# What is being asked
Looking at the records below, please work out how many lines contain the word "palettes" and give the number alone.

# Stored data
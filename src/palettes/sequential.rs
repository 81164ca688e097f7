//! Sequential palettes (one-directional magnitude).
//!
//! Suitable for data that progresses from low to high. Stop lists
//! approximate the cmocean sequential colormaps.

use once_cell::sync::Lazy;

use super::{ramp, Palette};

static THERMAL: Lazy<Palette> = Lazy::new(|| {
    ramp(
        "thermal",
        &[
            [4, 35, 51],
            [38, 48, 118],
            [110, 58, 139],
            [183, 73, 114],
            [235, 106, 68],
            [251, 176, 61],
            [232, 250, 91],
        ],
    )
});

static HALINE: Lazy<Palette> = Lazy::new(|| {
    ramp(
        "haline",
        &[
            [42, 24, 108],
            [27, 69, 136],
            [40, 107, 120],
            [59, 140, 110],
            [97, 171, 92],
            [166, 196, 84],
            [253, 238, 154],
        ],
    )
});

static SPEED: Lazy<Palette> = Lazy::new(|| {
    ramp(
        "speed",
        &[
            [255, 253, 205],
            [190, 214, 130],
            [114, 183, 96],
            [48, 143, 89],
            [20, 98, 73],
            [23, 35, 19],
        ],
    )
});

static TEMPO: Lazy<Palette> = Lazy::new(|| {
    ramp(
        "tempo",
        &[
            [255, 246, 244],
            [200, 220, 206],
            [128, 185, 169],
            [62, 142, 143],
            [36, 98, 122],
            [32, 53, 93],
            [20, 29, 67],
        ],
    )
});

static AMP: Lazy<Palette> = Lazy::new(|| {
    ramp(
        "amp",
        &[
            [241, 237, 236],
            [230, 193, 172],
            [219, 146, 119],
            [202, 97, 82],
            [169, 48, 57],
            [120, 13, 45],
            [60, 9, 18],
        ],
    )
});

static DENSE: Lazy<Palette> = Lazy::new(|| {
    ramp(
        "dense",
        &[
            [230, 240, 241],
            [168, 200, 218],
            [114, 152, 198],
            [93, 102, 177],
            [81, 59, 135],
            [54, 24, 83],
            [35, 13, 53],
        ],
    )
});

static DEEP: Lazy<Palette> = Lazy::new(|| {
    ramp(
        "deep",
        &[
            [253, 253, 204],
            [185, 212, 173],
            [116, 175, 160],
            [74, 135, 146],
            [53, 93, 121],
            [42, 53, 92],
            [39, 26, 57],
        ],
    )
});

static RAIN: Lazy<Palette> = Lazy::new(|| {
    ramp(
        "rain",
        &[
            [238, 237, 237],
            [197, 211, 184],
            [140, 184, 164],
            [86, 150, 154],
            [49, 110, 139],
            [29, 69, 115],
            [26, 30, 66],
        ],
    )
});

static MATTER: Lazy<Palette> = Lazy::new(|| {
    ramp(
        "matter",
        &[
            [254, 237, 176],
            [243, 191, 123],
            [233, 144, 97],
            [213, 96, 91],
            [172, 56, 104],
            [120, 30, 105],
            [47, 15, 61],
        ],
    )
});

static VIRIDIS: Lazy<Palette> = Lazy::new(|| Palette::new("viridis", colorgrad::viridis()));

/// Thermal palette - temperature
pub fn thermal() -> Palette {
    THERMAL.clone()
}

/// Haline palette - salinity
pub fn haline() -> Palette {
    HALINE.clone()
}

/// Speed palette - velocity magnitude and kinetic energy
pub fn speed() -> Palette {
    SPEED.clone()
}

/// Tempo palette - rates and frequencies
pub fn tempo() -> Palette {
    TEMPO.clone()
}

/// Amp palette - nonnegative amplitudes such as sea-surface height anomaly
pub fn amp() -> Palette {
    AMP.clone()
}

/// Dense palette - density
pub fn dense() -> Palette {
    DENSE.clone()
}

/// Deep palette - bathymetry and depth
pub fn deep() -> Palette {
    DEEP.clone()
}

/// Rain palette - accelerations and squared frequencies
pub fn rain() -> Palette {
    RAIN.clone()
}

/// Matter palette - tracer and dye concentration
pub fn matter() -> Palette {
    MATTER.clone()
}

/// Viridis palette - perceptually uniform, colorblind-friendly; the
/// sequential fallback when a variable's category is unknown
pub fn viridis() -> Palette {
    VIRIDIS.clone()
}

# Output below
2